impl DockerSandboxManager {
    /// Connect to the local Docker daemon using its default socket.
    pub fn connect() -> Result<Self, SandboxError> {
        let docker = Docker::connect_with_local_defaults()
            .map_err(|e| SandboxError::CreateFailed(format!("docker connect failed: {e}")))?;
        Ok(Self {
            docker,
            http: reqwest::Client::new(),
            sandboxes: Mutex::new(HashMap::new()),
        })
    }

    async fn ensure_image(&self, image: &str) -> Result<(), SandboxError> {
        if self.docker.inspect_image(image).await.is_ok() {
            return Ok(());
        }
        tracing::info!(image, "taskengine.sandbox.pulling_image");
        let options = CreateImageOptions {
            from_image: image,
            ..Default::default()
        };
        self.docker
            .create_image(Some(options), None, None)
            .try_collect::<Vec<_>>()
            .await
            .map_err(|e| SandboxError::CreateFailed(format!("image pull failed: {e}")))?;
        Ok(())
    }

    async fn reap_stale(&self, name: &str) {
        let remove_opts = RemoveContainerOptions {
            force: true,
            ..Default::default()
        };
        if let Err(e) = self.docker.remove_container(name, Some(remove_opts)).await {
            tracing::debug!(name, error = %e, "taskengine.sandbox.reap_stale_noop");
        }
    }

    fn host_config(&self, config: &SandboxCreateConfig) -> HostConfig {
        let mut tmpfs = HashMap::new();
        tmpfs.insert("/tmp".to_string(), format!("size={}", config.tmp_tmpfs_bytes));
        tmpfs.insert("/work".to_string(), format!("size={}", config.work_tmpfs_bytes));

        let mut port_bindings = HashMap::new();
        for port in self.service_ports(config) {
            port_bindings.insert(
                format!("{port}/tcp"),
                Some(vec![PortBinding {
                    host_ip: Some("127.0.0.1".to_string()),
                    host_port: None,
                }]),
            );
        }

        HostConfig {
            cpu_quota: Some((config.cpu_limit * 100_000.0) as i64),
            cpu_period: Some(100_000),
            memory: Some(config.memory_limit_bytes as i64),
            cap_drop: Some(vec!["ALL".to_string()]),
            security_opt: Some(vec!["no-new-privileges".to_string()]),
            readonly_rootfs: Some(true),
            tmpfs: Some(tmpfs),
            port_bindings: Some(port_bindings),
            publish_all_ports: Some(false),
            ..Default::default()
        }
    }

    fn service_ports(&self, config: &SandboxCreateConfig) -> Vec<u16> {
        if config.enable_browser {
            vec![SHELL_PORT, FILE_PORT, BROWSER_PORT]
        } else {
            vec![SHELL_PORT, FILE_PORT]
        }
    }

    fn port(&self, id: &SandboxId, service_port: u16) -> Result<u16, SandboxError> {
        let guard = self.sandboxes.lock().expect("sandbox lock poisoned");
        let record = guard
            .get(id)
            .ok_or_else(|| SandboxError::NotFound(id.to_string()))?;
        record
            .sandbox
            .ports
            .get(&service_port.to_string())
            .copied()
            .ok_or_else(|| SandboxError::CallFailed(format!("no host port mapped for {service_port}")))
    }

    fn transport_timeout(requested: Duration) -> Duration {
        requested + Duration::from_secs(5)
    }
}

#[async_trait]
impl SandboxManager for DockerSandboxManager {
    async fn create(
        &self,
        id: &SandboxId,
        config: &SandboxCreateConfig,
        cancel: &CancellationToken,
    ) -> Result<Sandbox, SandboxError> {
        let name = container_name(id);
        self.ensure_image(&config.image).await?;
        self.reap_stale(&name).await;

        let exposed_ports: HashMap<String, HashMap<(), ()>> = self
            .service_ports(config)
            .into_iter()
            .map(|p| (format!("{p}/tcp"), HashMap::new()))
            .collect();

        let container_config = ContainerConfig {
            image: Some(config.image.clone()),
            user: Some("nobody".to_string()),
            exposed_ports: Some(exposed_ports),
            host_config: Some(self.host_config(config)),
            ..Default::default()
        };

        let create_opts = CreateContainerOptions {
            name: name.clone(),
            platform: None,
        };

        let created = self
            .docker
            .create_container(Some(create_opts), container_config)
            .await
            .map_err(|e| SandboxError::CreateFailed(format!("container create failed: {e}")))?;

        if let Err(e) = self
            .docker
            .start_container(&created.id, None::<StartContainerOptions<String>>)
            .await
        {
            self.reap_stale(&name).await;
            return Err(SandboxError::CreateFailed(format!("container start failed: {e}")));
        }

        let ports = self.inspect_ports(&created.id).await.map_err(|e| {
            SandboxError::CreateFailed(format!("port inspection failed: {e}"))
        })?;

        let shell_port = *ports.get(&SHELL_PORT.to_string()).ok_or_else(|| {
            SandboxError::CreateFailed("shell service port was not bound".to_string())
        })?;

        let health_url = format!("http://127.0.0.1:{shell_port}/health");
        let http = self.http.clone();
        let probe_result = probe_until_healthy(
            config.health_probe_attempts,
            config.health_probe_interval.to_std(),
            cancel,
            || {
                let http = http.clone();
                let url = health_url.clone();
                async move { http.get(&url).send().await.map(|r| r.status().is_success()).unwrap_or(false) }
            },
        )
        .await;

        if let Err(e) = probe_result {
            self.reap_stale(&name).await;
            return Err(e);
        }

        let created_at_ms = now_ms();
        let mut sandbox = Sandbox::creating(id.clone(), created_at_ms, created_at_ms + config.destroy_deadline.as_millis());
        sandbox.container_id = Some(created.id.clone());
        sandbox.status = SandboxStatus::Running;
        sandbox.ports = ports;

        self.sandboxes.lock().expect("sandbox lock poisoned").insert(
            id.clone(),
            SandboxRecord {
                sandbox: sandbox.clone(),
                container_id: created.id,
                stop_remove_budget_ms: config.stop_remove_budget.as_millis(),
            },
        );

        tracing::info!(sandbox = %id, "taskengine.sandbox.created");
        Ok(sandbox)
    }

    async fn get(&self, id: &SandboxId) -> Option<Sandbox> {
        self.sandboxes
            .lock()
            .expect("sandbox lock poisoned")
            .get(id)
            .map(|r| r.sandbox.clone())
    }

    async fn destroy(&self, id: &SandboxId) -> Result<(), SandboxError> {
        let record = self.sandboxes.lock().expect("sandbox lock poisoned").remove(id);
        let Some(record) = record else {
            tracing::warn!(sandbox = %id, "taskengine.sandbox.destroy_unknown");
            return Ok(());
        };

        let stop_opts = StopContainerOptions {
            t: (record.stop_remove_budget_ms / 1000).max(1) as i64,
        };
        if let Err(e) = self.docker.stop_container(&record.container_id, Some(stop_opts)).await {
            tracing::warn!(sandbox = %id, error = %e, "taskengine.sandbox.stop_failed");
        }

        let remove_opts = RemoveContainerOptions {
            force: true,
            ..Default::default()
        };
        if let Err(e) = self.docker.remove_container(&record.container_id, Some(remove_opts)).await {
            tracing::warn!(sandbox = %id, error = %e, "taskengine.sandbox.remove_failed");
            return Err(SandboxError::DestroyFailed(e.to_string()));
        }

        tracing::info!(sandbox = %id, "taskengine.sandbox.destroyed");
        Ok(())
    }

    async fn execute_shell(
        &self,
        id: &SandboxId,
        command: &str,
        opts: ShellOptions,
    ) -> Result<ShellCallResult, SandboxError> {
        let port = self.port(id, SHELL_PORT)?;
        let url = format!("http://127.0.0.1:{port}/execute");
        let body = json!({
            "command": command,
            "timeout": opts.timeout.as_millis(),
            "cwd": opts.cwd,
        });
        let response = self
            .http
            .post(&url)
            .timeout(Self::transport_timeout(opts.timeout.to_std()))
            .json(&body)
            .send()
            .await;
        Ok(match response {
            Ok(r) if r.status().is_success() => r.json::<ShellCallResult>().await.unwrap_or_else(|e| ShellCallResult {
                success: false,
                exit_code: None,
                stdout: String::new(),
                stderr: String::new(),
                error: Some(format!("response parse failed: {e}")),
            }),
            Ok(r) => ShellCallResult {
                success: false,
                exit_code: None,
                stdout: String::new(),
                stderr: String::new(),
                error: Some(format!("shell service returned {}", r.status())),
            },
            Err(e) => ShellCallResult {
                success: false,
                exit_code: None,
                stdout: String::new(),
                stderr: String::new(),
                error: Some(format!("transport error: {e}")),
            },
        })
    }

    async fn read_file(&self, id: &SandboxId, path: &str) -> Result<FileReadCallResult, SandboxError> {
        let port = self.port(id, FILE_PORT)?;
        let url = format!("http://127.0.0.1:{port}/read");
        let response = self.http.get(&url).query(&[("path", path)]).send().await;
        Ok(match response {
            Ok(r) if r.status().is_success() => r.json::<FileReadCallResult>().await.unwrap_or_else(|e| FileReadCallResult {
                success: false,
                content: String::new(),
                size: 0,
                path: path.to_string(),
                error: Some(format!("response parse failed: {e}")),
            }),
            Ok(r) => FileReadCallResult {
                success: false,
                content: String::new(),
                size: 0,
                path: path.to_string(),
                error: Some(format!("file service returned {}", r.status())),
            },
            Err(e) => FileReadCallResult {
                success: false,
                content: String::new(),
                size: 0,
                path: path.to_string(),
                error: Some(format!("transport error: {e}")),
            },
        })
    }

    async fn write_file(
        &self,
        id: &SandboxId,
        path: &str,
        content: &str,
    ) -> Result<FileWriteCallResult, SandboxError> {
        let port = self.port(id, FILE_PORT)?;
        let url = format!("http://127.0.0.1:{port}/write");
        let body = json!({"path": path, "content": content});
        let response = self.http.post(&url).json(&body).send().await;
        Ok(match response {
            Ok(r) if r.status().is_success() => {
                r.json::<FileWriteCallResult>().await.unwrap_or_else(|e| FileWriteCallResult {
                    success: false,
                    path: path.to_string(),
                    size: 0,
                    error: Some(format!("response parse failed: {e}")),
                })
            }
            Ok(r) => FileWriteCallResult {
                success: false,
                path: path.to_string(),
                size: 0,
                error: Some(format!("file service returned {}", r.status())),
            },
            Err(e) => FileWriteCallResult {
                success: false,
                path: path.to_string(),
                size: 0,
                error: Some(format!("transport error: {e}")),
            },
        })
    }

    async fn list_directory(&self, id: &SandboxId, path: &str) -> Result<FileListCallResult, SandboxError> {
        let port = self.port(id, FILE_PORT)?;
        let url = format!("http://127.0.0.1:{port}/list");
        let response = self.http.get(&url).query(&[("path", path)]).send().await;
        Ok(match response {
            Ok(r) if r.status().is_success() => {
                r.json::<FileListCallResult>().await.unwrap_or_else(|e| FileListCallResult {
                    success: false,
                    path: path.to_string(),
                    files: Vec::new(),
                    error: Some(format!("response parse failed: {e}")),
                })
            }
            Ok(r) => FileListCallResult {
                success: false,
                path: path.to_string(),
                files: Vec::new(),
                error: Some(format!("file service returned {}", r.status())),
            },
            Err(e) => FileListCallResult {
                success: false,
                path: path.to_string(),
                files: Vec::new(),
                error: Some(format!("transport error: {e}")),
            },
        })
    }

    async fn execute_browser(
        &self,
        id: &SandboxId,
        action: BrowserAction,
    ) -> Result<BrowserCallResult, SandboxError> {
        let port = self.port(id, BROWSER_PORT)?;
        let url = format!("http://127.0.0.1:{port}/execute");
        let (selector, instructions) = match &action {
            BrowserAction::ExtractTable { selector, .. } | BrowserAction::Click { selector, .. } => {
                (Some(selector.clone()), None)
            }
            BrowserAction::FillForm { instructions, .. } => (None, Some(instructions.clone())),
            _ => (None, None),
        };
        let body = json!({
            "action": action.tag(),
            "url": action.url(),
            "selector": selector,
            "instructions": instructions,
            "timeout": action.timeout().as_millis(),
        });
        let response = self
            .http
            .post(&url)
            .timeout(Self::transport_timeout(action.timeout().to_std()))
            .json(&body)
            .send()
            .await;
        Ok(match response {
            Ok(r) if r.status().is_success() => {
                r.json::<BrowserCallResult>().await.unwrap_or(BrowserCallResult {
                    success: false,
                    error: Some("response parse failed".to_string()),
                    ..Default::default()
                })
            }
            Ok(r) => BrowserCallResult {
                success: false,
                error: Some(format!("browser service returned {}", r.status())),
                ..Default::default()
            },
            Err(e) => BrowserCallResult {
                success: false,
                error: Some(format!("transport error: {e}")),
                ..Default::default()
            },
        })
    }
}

····················

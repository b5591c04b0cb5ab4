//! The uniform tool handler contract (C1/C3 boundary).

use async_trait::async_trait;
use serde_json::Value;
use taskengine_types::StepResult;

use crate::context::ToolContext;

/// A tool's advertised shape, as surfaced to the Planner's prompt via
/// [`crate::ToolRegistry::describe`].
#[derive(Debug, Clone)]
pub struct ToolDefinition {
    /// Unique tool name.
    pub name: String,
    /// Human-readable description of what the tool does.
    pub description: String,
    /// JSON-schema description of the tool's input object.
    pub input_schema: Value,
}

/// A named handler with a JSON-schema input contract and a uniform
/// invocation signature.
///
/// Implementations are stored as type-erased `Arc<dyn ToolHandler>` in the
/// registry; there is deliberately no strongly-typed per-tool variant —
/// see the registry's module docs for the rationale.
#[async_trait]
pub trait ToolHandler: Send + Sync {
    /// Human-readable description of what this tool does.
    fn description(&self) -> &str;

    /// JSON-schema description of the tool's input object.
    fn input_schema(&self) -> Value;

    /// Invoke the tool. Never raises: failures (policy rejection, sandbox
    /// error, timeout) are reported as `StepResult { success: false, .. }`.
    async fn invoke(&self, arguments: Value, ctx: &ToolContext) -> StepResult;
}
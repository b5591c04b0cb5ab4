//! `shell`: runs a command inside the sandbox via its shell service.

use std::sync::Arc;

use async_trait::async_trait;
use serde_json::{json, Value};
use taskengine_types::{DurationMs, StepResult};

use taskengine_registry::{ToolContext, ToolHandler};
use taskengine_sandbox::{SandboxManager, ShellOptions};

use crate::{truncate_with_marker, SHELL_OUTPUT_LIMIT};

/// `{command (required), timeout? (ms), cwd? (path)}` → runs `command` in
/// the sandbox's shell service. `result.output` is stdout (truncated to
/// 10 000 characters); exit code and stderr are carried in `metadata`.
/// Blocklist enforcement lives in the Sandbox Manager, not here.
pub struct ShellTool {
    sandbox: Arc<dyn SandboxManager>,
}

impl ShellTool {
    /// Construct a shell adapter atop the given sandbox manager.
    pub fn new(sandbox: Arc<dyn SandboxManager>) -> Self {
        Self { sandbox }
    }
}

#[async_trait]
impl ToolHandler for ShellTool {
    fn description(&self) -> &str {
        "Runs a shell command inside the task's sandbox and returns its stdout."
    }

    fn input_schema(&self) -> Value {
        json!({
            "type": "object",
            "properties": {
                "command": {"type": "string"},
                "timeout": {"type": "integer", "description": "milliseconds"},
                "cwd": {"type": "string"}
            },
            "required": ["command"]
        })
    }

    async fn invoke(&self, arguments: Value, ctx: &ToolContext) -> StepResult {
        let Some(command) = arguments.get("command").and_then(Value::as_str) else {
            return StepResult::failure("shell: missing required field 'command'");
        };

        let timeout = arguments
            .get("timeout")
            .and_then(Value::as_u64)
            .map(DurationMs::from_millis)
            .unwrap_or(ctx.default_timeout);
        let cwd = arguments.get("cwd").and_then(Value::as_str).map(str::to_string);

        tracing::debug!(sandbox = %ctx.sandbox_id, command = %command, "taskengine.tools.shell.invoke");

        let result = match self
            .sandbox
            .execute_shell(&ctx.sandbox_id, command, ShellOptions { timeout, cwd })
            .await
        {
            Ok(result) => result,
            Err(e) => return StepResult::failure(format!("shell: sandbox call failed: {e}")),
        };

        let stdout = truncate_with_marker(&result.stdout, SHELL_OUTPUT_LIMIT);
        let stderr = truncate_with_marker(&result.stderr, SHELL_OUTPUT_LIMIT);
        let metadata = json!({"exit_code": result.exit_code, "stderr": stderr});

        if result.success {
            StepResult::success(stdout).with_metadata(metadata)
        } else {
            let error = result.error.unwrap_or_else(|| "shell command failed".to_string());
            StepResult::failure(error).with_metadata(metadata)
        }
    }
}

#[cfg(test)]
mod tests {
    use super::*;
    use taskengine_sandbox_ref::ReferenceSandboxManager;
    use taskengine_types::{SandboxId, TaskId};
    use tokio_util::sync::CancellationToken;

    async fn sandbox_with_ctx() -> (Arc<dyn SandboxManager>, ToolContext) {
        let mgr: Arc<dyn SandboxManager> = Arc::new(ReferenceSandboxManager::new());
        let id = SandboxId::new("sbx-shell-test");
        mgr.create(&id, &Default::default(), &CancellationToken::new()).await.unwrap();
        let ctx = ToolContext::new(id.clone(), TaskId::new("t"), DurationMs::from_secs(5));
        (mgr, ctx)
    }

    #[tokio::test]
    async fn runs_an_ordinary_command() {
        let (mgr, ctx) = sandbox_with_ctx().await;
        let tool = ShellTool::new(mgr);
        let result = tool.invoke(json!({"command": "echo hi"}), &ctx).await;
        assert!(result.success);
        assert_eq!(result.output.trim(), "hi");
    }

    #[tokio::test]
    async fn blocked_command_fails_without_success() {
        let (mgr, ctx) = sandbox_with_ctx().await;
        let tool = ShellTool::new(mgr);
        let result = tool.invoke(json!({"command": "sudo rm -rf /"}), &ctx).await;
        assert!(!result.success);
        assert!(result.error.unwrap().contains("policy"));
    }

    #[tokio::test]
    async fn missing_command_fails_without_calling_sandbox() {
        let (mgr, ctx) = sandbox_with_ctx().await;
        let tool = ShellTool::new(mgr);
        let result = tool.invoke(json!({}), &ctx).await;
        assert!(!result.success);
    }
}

····················

◆ REQUIRED ACTION: Copy all lines of the preceding data that hold the word "Human".

◆ ANSWER BOX:
    /// Human-readable description of what the tool does.
    /// Human-readable description of what this tool does.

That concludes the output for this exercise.